Marta klappte ihr Notizbuch zu und ließ ihren Blick durch den kleinen Innenraum ihrer Strandrestauration schweifen. Alles war so weit hergerichtet. Stühle und Tische standen bereit, die Terrasse war gekehrt, und die beiden Strandkörbe waren wieder an ihre Plätze gestellt worden. In den Fenstern standen Segelschiffmodelle, Muscheln und ein bisschen Sand dienten als Dekoration, ebenso ein altes, an der Decke hängendes Fischernetz. Durch die geöffneten Fenster fiel helles Sonnenlicht in den Raum. Es war ein warmer und windstiller Tag. Eine wahre Wohltat, denn in den letzten Wochen war es kühl und windig gewesen. Sogar ein Frühjahrssturm hatte die Insel im April heimgesucht, der jedoch keine größeren Schäden verursachte.

»Moin, Marta.« Jaspers Stimme ließ Marta aufblicken. Er betrat den Gastraum durch die geöffnete Terrassentür.

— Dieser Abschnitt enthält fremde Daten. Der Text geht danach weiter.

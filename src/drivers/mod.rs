pub mod sim;

use std::collections::HashMap;
use std::sync::Arc;

use anyhow::{anyhow, Result};
use async_trait::async_trait;
use serde_json::Value;

use crate::core::{Payload, StreamSpec};
use crate::keyboard::KeyboardHub;

/// One acquisition from a source: the payloads share a single device
/// wake, so a burst source returns several under one timestamp.
#[derive(Debug, Clone, PartialEq)]
pub struct SensorReading {
    pub stream_id: String,
    pub device_ts_ns: Option<i64>,
    pub payloads: Vec<Payload>,
}

impl SensorReading {
    pub fn single(stream_id: impl Into<String>, device_ts_ns: Option<i64>, payload: Payload) -> Self {
        Self {
            stream_id: stream_id.into(),
            device_ts_ns,
            payloads: vec![payload],
        }
    }
}

/// A device instance owned by exactly one producer node. Vendor SDK
/// bindings implement this seam outside the core; the crate ships the
/// simulated sources below.
#[async_trait]
pub trait SensorSource: Send {
    /// Acquire the external device. Called once in INIT.
    async fn open(&mut self) -> Result<()>;

    /// Short self-test run on PREPARE, after the data socket is up.
    async fn self_test(&mut self) -> Result<()> {
        Ok(())
    }

    /// Begin producing. Called on START.
    async fn start(&mut self) -> Result<()>;

    /// Next acquisition, or `None` once the source is exhausted or was
    /// stopped. The production worker is the only caller.
    async fn read(&mut self) -> Result<Option<SensorReading>>;

    /// Blocking device round-trip for the transmission-delay probe.
    /// Sources without a measurable path keep the default.
    async fn ping(&mut self) -> Result<()> {
        Ok(())
    }

    /// Stop acquiring new data. Already-captured data may still be read.
    async fn stop(&mut self) -> Result<()>;

    /// Release the device.
    async fn close(&mut self) -> Result<()>;
}

/// Ambient handles a driver may need when instantiating a source.
#[derive(Clone)]
pub struct DriverContext {
    pub keyboard: Arc<KeyboardHub>,
}

/// Factory for sources of one driver family.
pub trait SensorDriver: Send + Sync {
    fn driver_id(&self) -> &str;

    fn create_source(
        &self,
        streams: &[StreamSpec],
        params: &Value,
        ctx: &DriverContext,
    ) -> Result<Box<dyn SensorSource>>;
}

/// Registry of available drivers, keyed by the `driver` field of a node
/// spec.
pub struct DriverRegistry {
    drivers: HashMap<String, Box<dyn SensorDriver>>,
}

impl DriverRegistry {
    pub fn new() -> Self {
        Self {
            drivers: HashMap::new(),
        }
    }

    /// Registry preloaded with the built-in simulated drivers.
    pub fn with_builtins() -> Self {
        let mut registry = Self::new();
        registry.register(Box::new(sim::SimImuDriver));
        registry.register(Box::new(sim::SimCameraDriver));
        registry.register(Box::new(sim::SimBurstDriver));
        registry.register(Box::new(sim::LatencyProbeDriver));
        registry.register(Box::new(sim::NotesDriver));
        registry
    }

    pub fn register(&mut self, driver: Box<dyn SensorDriver>) {
        self.drivers.insert(driver.driver_id().to_string(), driver);
    }

    pub fn create_source(
        &self,
        driver_id: &str,
        streams: &[StreamSpec],
        params: &Value,
        ctx: &DriverContext,
    ) -> Result<Box<dyn SensorSource>> {
        self.drivers
            .get(driver_id)
            .ok_or_else(|| anyhow!("unknown driver: {}", driver_id))?
            .create_source(streams, params, ctx)
    }

    pub fn list_drivers(&self) -> Vec<String> {
        let mut ids: Vec<String> = self.drivers.keys().cloned().collect();
        ids.sort();
        ids
    }
}

impl Default for DriverRegistry {
    fn default() -> Self {
        Self::with_builtins()
    }
}
use std::collections::HashMap;
use std::sync::Arc;
use std::time::Duration;

use tokio::sync::mpsc;
use tracing::info;

use crate::broker::{Broker, RunOutcome, RunSummary};
use crate::config::{HermesConfig, NodeConfig, NodeRole, StreamConfig};
use crate::core::{ReferenceClock, Schema, StreamSpec};
use crate::delay::{self, DelayEstimator};
use crate::drivers::{DriverContext, DriverRegistry};
use crate::error::{HermesError, Result};
use crate::keyboard::KeyboardHub;
use crate::node::{
    coordination_channel, ConsumerWorker, CountingSink, DebugSink, ManagedNode, NodeDescriptor,
    NodeHandle, PipelineWorker, ProducerWorker, RelayTransform, SampleCallback,
};
use crate::observability::MetricsCollector;
use crate::storage::StorageEngine;
use crate::transport::LocalBus;

/// Per-host runtime glue: builds the broker, nodes, storage, and
/// keyboard fan-out from one configuration object, runs the session to
/// completion, and tears everything down.
pub struct Host {
    config: HermesConfig,
    keyboard: Arc<KeyboardHub>,
    registry: DriverRegistry,
}

impl Host {
    pub fn new(config: HermesConfig) -> Result<Self> {
        config.validate()?;
        Ok(Self {
            config,
            keyboard: Arc::new(KeyboardHub::new(256)),
            registry: DriverRegistry::with_builtins(),
        })
    }

    /// Keyboard hub handle, usable to script operator input.
    pub fn keyboard(&self) -> Arc<KeyboardHub> {
        Arc::clone(&self.keyboard)
    }

    /// Replaces the driver registry, for deployments that add vendor
    /// drivers on top of the built-ins.
    pub fn set_registry(&mut self, registry: DriverRegistry) {
        self.registry = registry;
    }

    /// Runs the host session. `read_stdin` attaches the keyboard reader
    /// thread; harnesses that script input through the hub leave it off.
    pub async fn run(self, read_stdin: bool) -> RunOutcome {
        match self.build_and_run(read_stdin).await {
            Ok(outcome) => outcome,
            Err(err) => RunOutcome {
                summary: RunSummary {
                    session_id: None,
                    drain_reason: String::new(),
                    unflushed: 0,
                    lost_peers: Vec::new(),
                    counters: Vec::new(),
                },
                error: Some(err),
            },
        }
    }

    async fn build_and_run(self, read_stdin: bool) -> Result<RunOutcome> {
        let config = self.config;
        let clock = ReferenceClock::new();
        let bus = LocalBus::new(1024);
        let mut metrics = MetricsCollector::new();
        let host_id = hostname();
        let mut storage = StorageEngine::new(config.storage.clone(), &host_id, &config.broker_id);
        let ctx = DriverContext {
            keyboard: Arc::clone(&self.keyboard),
        };

        let (status_tx, status_rx) = mpsc::channel(64);
        let mut nodes: Vec<NodeHandle> = Vec::new();
        let mut local_nodes: Vec<NodeDescriptor> = Vec::new();

        for node_cfg in &config.nodes {
            let streams: Vec<StreamSpec> = node_cfg
                .streams
                .iter()
                .map(|s| stream_spec(node_cfg, s))
                .collect();
            local_nodes.push(NodeDescriptor {
                node_id: node_cfg.node_id.clone(),
                role: node_cfg.role,
                input_topics: node_cfg.topics.clone(),
                output_streams: streams.clone(),
            });

            let mut sinks = HashMap::new();
            let mut counters = HashMap::new();
            for spec in &streams {
                let stream_counters = metrics.register(spec.stream_id.clone());
                let sink = storage.register_stream(spec.clone(), Arc::clone(&stream_counters));
                sinks.insert(spec.stream_id.clone(), sink);
                counters.insert(spec.stream_id.clone(), stream_counters);
            }

            let (mut handle, endpoint) =
                coordination_channel(node_cfg.node_id.clone(), node_cfg.role, status_tx.clone());
            let managed = match node_cfg.role {
                NodeRole::Producer => {
                    let source = self
                        .registry
                        .create_source(&node_cfg.driver, &streams, &node_cfg.params, &ctx)
                        .map_err(|e| {
                            HermesError::Config(format!(
                                "node {}: {}",
                                node_cfg.node_id, e
                            ))
                        })?;
                    let delays: HashMap<String, Arc<dyn DelayEstimator>> = node_cfg
                        .streams
                        .iter()
                        .map(|s| {
                            (
                                s.stream_id.clone(),
                                delay::build_estimator(s.delay_estimator.as_ref()),
                            )
                        })
                        .collect();
                    ManagedNode::new(Box::new(ProducerWorker::new(
                        node_cfg.node_id.clone(),
                        &config.broker_id,
                        source,
                        streams,
                        sinks,
                        counters,
                        bus.clone(),
                        Arc::clone(&clock),
                        delays,
                        status_tx.clone(),
                        node_cfg.delay_probe_period_s.map(Duration::from_secs_f64),
                    )))
                }
                NodeRole::Consumer => {
                    let node_counters = metrics.register(node_cfg.node_id.clone());
                    ManagedNode::new(Box::new(ConsumerWorker::new(
                        node_cfg.node_id.clone(),
                        node_cfg.topics.clone(),
                        bus.clone(),
                        consumer_callback(node_cfg),
                        node_counters,
                        status_tx.clone(),
                    )))
                }
                NodeRole::Pipeline => {
                    let generator_period = node_cfg.params["generator_period_ms"]
                        .as_u64()
                        .map(Duration::from_millis);
                    ManagedNode::new(Box::new(PipelineWorker::new(
                        node_cfg.node_id.clone(),
                        &config.broker_id,
                        node_cfg.topics.clone(),
                        streams,
                        Box::new(RelayTransform),
                        sinks,
                        counters,
                        bus.clone(),
                        Arc::clone(&clock),
                        generator_period,
                        status_tx.clone(),
                    )))
                }
            };
            handle.attach(tokio::spawn(managed.run(endpoint)));
            nodes.push(handle);
        }
        drop(status_tx);

        let storage_events = storage.take_events();
        let broker = Broker::new(
            config,
            clock,
            bus,
            Arc::clone(&self.keyboard),
            metrics,
            nodes,
            status_rx,
            storage,
            storage_events,
            local_nodes,
        );

        let reader = if read_stdin {
            Some(self.keyboard.spawn_reader())
        } else {
            None
        };

        let outcome = broker.run().await;

        if let Some(reader) = reader {
            // The broker posted the sentinel on drain; the reader thread
            // unblocks even with stdin still open.
            let _ = reader.join();
        }
        report(&outcome);
        Ok(outcome)
    }
}

fn consumer_callback(node_cfg: &NodeConfig) -> Box<dyn SampleCallback> {
    match node_cfg.params["sink"].as_str() {
        Some("counting") => Box::new(CountingSink::new()),
        _ => Box::new(DebugSink),
    }
}

fn stream_spec(node_cfg: &NodeConfig, stream_cfg: &StreamConfig) -> StreamSpec {
    let schema = if stream_cfg.is_video {
        Schema::opaque()
    } else if stream_cfg.shape.is_empty() {
        Schema::tabular(vec![stream_cfg.channel_names.len().max(1)])
    } else {
        Schema::tabular(stream_cfg.shape.clone())
    };
    StreamSpec {
        stream_id: stream_cfg.stream_id.clone(),
        device_id: if stream_cfg.device_id.is_empty() {
            node_cfg.driver.clone()
        } else {
            stream_cfg.device_id.clone()
        },
        node_id: node_cfg.node_id.clone(),
        schema,
        nominal_rate_hz: stream_cfg.rate_hz,
        is_burst: stream_cfg.is_burst,
        is_video: stream_cfg.is_video,
        channel_names: stream_cfg.channel_names.clone(),
    }
}

fn hostname() -> String {
    std::env::var("HOSTNAME").unwrap_or_else(|_| "localhost".to_string())
}

fn report(outcome: &RunOutcome) {
    let summary = &outcome.summary;
    info!(
        session_id = ?summary.session_id,
        drain_reason = %summary.drain_reason,
        unflushed = summary.unflushed,
        lost_peers = ?summary.lost_peers,
        "session summary"
    );
    for counters in &summary.counters {
        info!(
            stream_id = %counters.stream_id,
            published = counters.published,
            flushed = counters.flushed,
            dropped = counters.dropped,
            gaps = counters.gaps,
            transient_errors = counters.transient_errors,
            "stream summary"
        );
    }
}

»Moin, Jasper«, grüßte Marta zurück und fragte: »Wie sieht es bei den Strandkörben aus?«

»Alles bestens. Hab sie auf dem Strand platziert und bereits den ersten Korb vermietet. Ich wollte mal sehen, ob Frauke schon da ist. Sie hat geplant, heute zum ersten Mal den Kiosk aufzumachen.«

»Sie kommt bestimmt gleich«, antwortete Marta und musterte Jasper näher. Er trug ein graues Hemd, darüber seine blaue Weste und die übliche braune Hose. Auf seinem Kopf saß wie immer die schwarze Kappe, die sein ergrautes Haar verdeckte. Seine Falten um Augen und Mundwinkel waren tiefer geworden, doch ansonsten hatte er sich kaum verändert. Sein häufiger Alkoholgenuss schien ihn jung zu halten, obwohl man das nicht zu laut sagen sollte. Schon gar nicht, wenn Anne Schau in der Nähe war, die die Trinkgelage ihres Mannes Philipp, der noch immer einen hervorragenden Ruf als Seehundjäger auf der Insel genoss, mit gemischten Gefühlen sah. Marta ließ Wilhelm und Jasper inzwischen nach den Skatabenden im Gasthaus Zum Lustigen Seehund in Steenodde von Hannes, einem ihrer neuen Kutscher, abholen, damit sie nicht, wie schon häufiger passiert, auf freiem Feld oder am Wegesrand auf dem Kutschbock schliefen. Wegen seines häufigen Alkoholgenusses war Jasper als Fahrer unzuverlässig geworden, was Marta dazu bewogen hatte, ihm ein neues Aufgabengebiet zu suchen. Eine Entlassung kam nicht infrage. Jasper gehörte von Anfang an zum Haus und war wie ein Familienmitglied. So jemanden setzte man nicht auf die Straße. Die Idee mit den Strandkörben war Ida gekommen. Jasper war gern am Strand, und er liebte Kinder. Mittlerweile kümmerte er sich bereits seit drei Jahren begeistert um die Vermietung der Körbe. Er war zum Liebling der Besucher geworden, organisierte Sandburgen-Bauwettbewerbe, war stets für einen Schnack zu haben und rührte, wenigstens tagsüber, keinen Tropfen an, wie Frauke, die ihn stets im Blick hatte, zu berichten wusste. Frauke betreute, nachdem sie ihr Papeteriegeschäft in Wittdün aufgegeben hatte, den Badeartikel-Kiosk. Eigentlich wollte sie sich zur Ruhe setzten. Sie hatte sich ein kleines Häuschen am Rand von Norddorf gemietet und den Garten umgegraben, um Gemüse anzubauen. Doch ihre Anbauversuche von Karotten, Bohnen und Salat scheiterten kläglich. Danach versuchte sie es mit Nähen und schloss sich den Damen des Heimatvereins an, die sich regelmäßig zum gemeinsamen Handarbeiten trafen. Doch Frauke fehlte das Talent zum Sticken oder Stricken. Schon bald langweilte diese Tätigkeit sie, und sie suchte nach einem neuen Zeitvertreib. Marta erkannte ihre Misere und bot ihr die Stellung im Kiosk an, was Fraukes Augen zum Strahlen gebracht hatte. So hatte sie wenigstens während der Sommersaison eine Aufgabe, die ihr Freude bereitete.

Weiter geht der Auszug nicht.